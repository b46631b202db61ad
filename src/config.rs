use crate::error::ConfigError;
use crate::tracker::TrackerSettings;
use log::{info, warn};
use serde::Deserialize;
use std::fs;
use std::path::Path;
use std::time::Duration;

pub const DEFAULT_CONFIG_PATH: &str = "config.toml";

#[derive(Debug, Clone, Deserialize, PartialEq)]
pub struct Config {
    #[serde(default)]
    pub grid: GridConfig,
    #[serde(default)]
    pub route: RouteConfig,
    #[serde(default)]
    pub agent: AgentConfig,
    #[serde(default)]
    pub obstacles: ObstaclesConfig,
    #[serde(default)]
    pub visual: VisualConfig,
}

#[derive(Debug, Clone, Deserialize, PartialEq)]
pub struct GridConfig {
    #[serde(default = "default_cols")]
    pub cols: i32,
    #[serde(default = "default_rows")]
    pub rows: i32,
    #[serde(default = "default_cell_size")]
    pub cell_size: f32,
}

/// Start and goal of the static route
#[derive(Debug, Clone, Deserialize, PartialEq)]
pub struct RouteConfig {
    #[serde(default = "default_route_start_x")]
    pub start_x: i32,
    #[serde(default = "default_route_start_y")]
    pub start_y: i32,
    #[serde(default = "default_route_goal_x")]
    pub goal_x: i32,
    #[serde(default = "default_route_goal_y")]
    pub goal_y: i32,
}

/// Moving agent and the initial cell of the target it chases
#[derive(Debug, Clone, Deserialize, PartialEq)]
pub struct AgentConfig {
    #[serde(default = "default_agent_x")]
    pub start_x: i32,
    #[serde(default = "default_agent_y")]
    pub start_y: i32,
    #[serde(default = "default_target_x")]
    pub target_x: i32,
    #[serde(default = "default_target_y")]
    pub target_y: i32,
    #[serde(default = "default_agent_speed")]
    pub speed: f32,
    #[serde(default = "default_agent_radius")]
    pub radius: f32,
    #[serde(default = "default_waypoint_tolerance")]
    pub waypoint_tolerance: f32,
    #[serde(default = "default_replan_interval_ms")]
    pub replan_interval_ms: u64,
}

#[derive(Debug, Clone, Deserialize, PartialEq)]
pub struct ObstaclesConfig {
    #[serde(default = "default_obstacles_enabled")]
    pub enabled: bool,
    #[serde(default = "default_random_count")]
    pub random_count: usize,
    /// Fixed seed for the random scatter; entropy when absent
    #[serde(default)]
    pub seed: Option<u64>,
}

#[derive(Debug, Clone, Deserialize, PartialEq)]
pub struct VisualConfig {
    #[serde(default = "default_window_title")]
    pub window_title: String,
    #[serde(default = "default_bg_r")]
    pub background_r: u8,
    #[serde(default = "default_bg_g")]
    pub background_g: u8,
    #[serde(default = "default_bg_b")]
    pub background_b: u8,
}

// Default values
fn default_cols() -> i32 { 20 }
fn default_rows() -> i32 { 15 }
fn default_cell_size() -> f32 { 32.0 }
fn default_route_start_x() -> i32 { 1 }
fn default_route_start_y() -> i32 { 1 }
fn default_route_goal_x() -> i32 { 18 }
fn default_route_goal_y() -> i32 { 13 }
fn default_agent_x() -> i32 { 1 }
fn default_agent_y() -> i32 { 1 }
fn default_target_x() -> i32 { 10 }
fn default_target_y() -> i32 { 10 }
fn default_agent_speed() -> f32 { 120.0 }
fn default_agent_radius() -> f32 { 10.0 }
fn default_waypoint_tolerance() -> f32 { 2.0 }
fn default_replan_interval_ms() -> u64 { 500 }
fn default_obstacles_enabled() -> bool { true }
fn default_random_count() -> usize { 15 }
fn default_window_title() -> String { "GridChase - A* Pathfinding".to_string() }
fn default_bg_r() -> u8 { 25 }
fn default_bg_g() -> u8 { 25 }
fn default_bg_b() -> u8 { 25 }

impl Default for GridConfig {
    fn default() -> Self {
        Self {
            cols: default_cols(),
            rows: default_rows(),
            cell_size: default_cell_size(),
        }
    }
}

impl Default for RouteConfig {
    fn default() -> Self {
        Self {
            start_x: default_route_start_x(),
            start_y: default_route_start_y(),
            goal_x: default_route_goal_x(),
            goal_y: default_route_goal_y(),
        }
    }
}

impl Default for AgentConfig {
    fn default() -> Self {
        Self {
            start_x: default_agent_x(),
            start_y: default_agent_y(),
            target_x: default_target_x(),
            target_y: default_target_y(),
            speed: default_agent_speed(),
            radius: default_agent_radius(),
            waypoint_tolerance: default_waypoint_tolerance(),
            replan_interval_ms: default_replan_interval_ms(),
        }
    }
}

impl Default for ObstaclesConfig {
    fn default() -> Self {
        Self {
            enabled: default_obstacles_enabled(),
            random_count: default_random_count(),
            seed: None,
        }
    }
}

impl Default for VisualConfig {
    fn default() -> Self {
        Self {
            window_title: default_window_title(),
            background_r: default_bg_r(),
            background_g: default_bg_g(),
            background_b: default_bg_b(),
        }
    }
}

impl Default for Config {
    fn default() -> Self {
        Self {
            grid: GridConfig::default(),
            route: RouteConfig::default(),
            agent: AgentConfig::default(),
            obstacles: ObstaclesConfig::default(),
            visual: VisualConfig::default(),
        }
    }
}

impl Config {
    /// Load configuration from `config.toml`, or use defaults if it is
    /// missing or invalid
    pub fn load() -> Self {
        let path = Path::new(DEFAULT_CONFIG_PATH);
        if !path.exists() {
            info!("No {} found, using default configuration", DEFAULT_CONFIG_PATH);
            return Config::default();
        }
        match Self::load_from(path) {
            Ok(config) => {
                info!("Loaded configuration from {}", DEFAULT_CONFIG_PATH);
                config
            }
            Err(e) => {
                warn!("{}; using default configuration", e);
                Config::default()
            }
        }
    }

    /// Read, parse and validate a configuration file
    pub fn load_from(path: &Path) -> Result<Self, ConfigError> {
        let contents = fs::read_to_string(path).map_err(|source| ConfigError::Io {
            path: path.display().to_string(),
            source,
        })?;
        Self::from_toml_str(&contents)
    }

    pub fn from_toml_str(contents: &str) -> Result<Self, ConfigError> {
        let config: Config = toml::from_str(contents)?;
        config.validate()?;
        Ok(config)
    }

    pub fn validate(&self) -> Result<(), ConfigError> {
        if self.grid.cols <= 0 || self.grid.rows <= 0 {
            return Err(ConfigError::Invalid(format!(
                "grid must be at least 1x1, got {}x{}",
                self.grid.cols, self.grid.rows
            )));
        }
        if !(self.grid.cell_size > 0.0) {
            return Err(ConfigError::Invalid(format!(
                "cell_size must be positive, got {}",
                self.grid.cell_size
            )));
        }
        if !(self.agent.speed >= 0.0) {
            return Err(ConfigError::Invalid(format!(
                "agent speed must not be negative, got {}",
                self.agent.speed
            )));
        }
        if !(self.agent.waypoint_tolerance > 0.0) {
            return Err(ConfigError::Invalid(format!(
                "waypoint_tolerance must be positive, got {}",
                self.agent.waypoint_tolerance
            )));
        }
        Ok(())
    }

    pub fn tracker_settings(&self) -> TrackerSettings {
        TrackerSettings {
            cell_size: self.grid.cell_size,
            speed: self.agent.speed,
            waypoint_tolerance: self.agent.waypoint_tolerance,
            replan_interval: Duration::from_millis(self.agent.replan_interval_ms),
        }
    }
}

——

* [WHAT NEEDS TO BE DONE]
Reprint every entry exactly.

* [ANSWER TO THE EXERCISE]
repository b46631b202db61ad
filename src/config.rs
use crate::error::ConfigError;
use crate::tracker::TrackerSettings;
use log::{info, warn};
use serde::Deserialize;
use std::fs;
use std::path::Path;
use std::time::Duration;

pub const DEFAULT_CONFIG_PATH: &str = "config.toml";

#[derive(Debug, Clone, Deserialize, PartialEq)]
pub struct Config {
    #[serde(default)]
    pub grid: GridConfig,
    #[serde(default)]
    pub route: RouteConfig,
    #[serde(default)]
    pub agent: AgentConfig,
    #[serde(default)]
    pub obstacles: ObstaclesConfig,
    #[serde(default)]
    pub visual: VisualConfig,
}

#[derive(Debug, Clone, Deserialize, PartialEq)]
pub struct GridConfig {
    #[serde(default = "default_cols")]
    pub cols: i32,
    #[serde(default = "default_rows")]
    pub rows: i32,
    #[serde(default = "default_cell_size")]
    pub cell_size: f32,
}

/// Start and goal of the static route
#[derive(Debug, Clone, Deserialize, PartialEq)]
pub struct RouteConfig {
    #[serde(default = "default_route_start_x")]
    pub start_x: i32,
    #[serde(default = "default_route_start_y")]
    pub start_y: i32,
    #[serde(default = "default_route_goal_x")]
    pub goal_x: i32,
    #[serde(default = "default_route_goal_y")]
    pub goal_y: i32,
}

/// Moving agent and the initial cell of the target it chases
#[derive(Debug, Clone, Deserialize, PartialEq)]
pub struct AgentConfig {
    #[serde(default = "default_agent_x")]
    pub start_x: i32,
    #[serde(default = "default_agent_y")]
    pub start_y: i32,
    #[serde(default = "default_target_x")]
    pub target_x: i32,
    #[serde(default = "default_target_y")]
    pub target_y: i32,
    #[serde(default = "default_agent_speed")]
    pub speed: f32,
    #[serde(default = "default_agent_radius")]
    pub radius: f32,
    #[serde(default = "default_waypoint_tolerance")]
    pub waypoint_tolerance: f32,
    #[serde(default = "default_replan_interval_ms")]
    pub replan_interval_ms: u64,
}

#[derive(Debug, Clone, Deserialize, PartialEq)]
pub struct ObstaclesConfig {
    #[serde(default = "default_obstacles_enabled")]
    pub enabled: bool,
    #[serde(default = "default_random_count")]
    pub random_count: usize,
    /// Fixed seed for the random scatter; entropy when absent
    #[serde(default)]
    pub seed: Option<u64>,
}

#[derive(Debug, Clone, Deserialize, PartialEq)]
pub struct VisualConfig {
    #[serde(default = "default_window_title")]
    pub window_title: String,
    #[serde(default = "default_bg_r")]
    pub background_r: u8,
    #[serde(default = "default_bg_g")]
    pub background_g: u8,
    #[serde(default = "default_bg_b")]
    pub background_b: u8,
}

// Default values
fn default_cols() -> i32 { 20 }
fn default_rows() -> i32 { 15 }
fn default_cell_size() -> f32 { 32.0 }
fn default_route_start_x() -> i32 { 1 }
fn default_route_start_y() -> i32 { 1 }
fn default_route_goal_x() -> i32 { 18 }
fn default_route_goal_y() -> i32 { 13 }
fn default_agent_x() -> i32 { 1 }
fn default_agent_y() -> i32 { 1 }
fn default_target_x() -> i32 { 10 }
fn default_target_y() -> i32 { 10 }
fn default_agent_speed() -> f32 { 120.0 }
fn default_agent_radius() -> f32 { 10.0 }
fn default_waypoint_tolerance() -> f32 { 2.0 }
fn default_replan_interval_ms() -> u64 { 500 }
fn default_obstacles_enabled() -> bool { true }
fn default_random_count() -> usize { 15 }
fn default_window_title() -> String { "GridChase - A* Pathfinding".to_string() }
fn default_bg_r() -> u8 { 25 }
fn default_bg_g() -> u8 { 25 }
fn default_bg_b() -> u8 { 25 }

impl Default for GridConfig {
    fn default() -> Self {
        Self {
            cols: default_cols(),
            rows: default_rows(),
            cell_size: default_cell_size(),
        }
    }
}

impl Default for RouteConfig {
    fn default() -> Self {
        Self {
            start_x: default_route_start_x(),
            start_y: default_route_start_y(),
            goal_x: default_route_goal_x(),
            goal_y: default_route_goal_y(),
        }
    }
}

impl Default for AgentConfig {
    fn default() -> Self {
        Self {
            start_x: default_agent_x(),
            start_y: default_agent_y(),
            target_x: default_target_x(),
            target_y: default_target_y(),
            speed: default_agent_speed(),
            radius: default_agent_radius(),
            waypoint_tolerance: default_waypoint_tolerance(),
            replan_interval_ms: default_replan_interval_ms(),
        }
    }
}

impl Default for ObstaclesConfig {
    fn default() -> Self {
        Self {
            enabled: default_obstacles_enabled(),
            random_count: default_random_count(),
            seed: None,
        }
    }
}

impl Default for VisualConfig {
    fn default() -> Self {
        Self {
            window_title: default_window_title(),
            background_r: default_bg_r(),
            background_g: default_bg_g(),
            background_b: default_bg_b(),
        }
    }
}

impl Default for Config {
    fn default() -> Self {
        Self {
            grid: GridConfig::default(),
            route: RouteConfig::default(),
            agent: AgentConfig::default(),
            obstacles: ObstaclesConfig::default(),
            visual: VisualConfig::default(),
        }
    }
}

impl Config {
    /// Load configuration from `config.toml`, or use defaults if it is
    /// missing or invalid
    pub fn load() -> Self {
        let path = Path::new(DEFAULT_CONFIG_PATH);
        if !path.exists() {
            info!("No {} found, using default configuration", DEFAULT_CONFIG_PATH);
            return Config::default();
        }
        match Self::load_from(path) {
            Ok(config) => {
                info!("Loaded configuration from {}", DEFAULT_CONFIG_PATH);
                config
            }
            Err(e) => {
                warn!("{}; using default configuration", e);
                Config::default()
            }
        }
    }

    /// Read, parse and validate a configuration file
    pub fn load_from(path: &Path) -> Result<Self, ConfigError> {
        let contents = fs::read_to_string(path).map_err(|source| ConfigError::Io {
            path: path.display().to_string(),
            source,
        })?;
        Self::from_toml_str(&contents)
    }

    pub fn from_toml_str(contents: &str) -> Result<Self, ConfigError> {
        let config: Config = toml::from_str(contents)?;
        config.validate()?;
        Ok(config)
    }

    pub fn validate(&self) -> Result<(), ConfigError> {
        if self.grid.cols <= 0 || self.grid.rows <= 0 {
            return Err(ConfigError::Invalid(format!(
                "grid must be at least 1x1, got {}x{}",
                self.grid.cols, self.grid.rows
            )));
        }
        if !(self.grid.cell_size > 0.0) {
            return Err(ConfigError::Invalid(format!(
                "cell_size must be positive, got {}",
                self.grid.cell_size
            )));
        }
        if !(self.agent.speed >= 0.0) {
            return Err(ConfigError::Invalid(format!(
                "agent speed must not be negative, got {}",
                self.agent.speed
            )));
        }
        if !(self.agent.waypoint_tolerance > 0.0) {
            return Err(ConfigError::Invalid(format!(
                "waypoint_tolerance must be positive, got {}",
                self.agent.waypoint_tolerance
            )));
        }
        Ok(())
    }

    pub fn tracker_settings(&self) -> TrackerSettings {
        TrackerSettings {
            cell_size: self.grid.cell_size,
            speed: self.agent.speed,
            waypoint_tolerance: self.agent.waypoint_tolerance,
            replan_interval: Duration::from_millis(self.agent.replan_interval_ms),
        }
    }
}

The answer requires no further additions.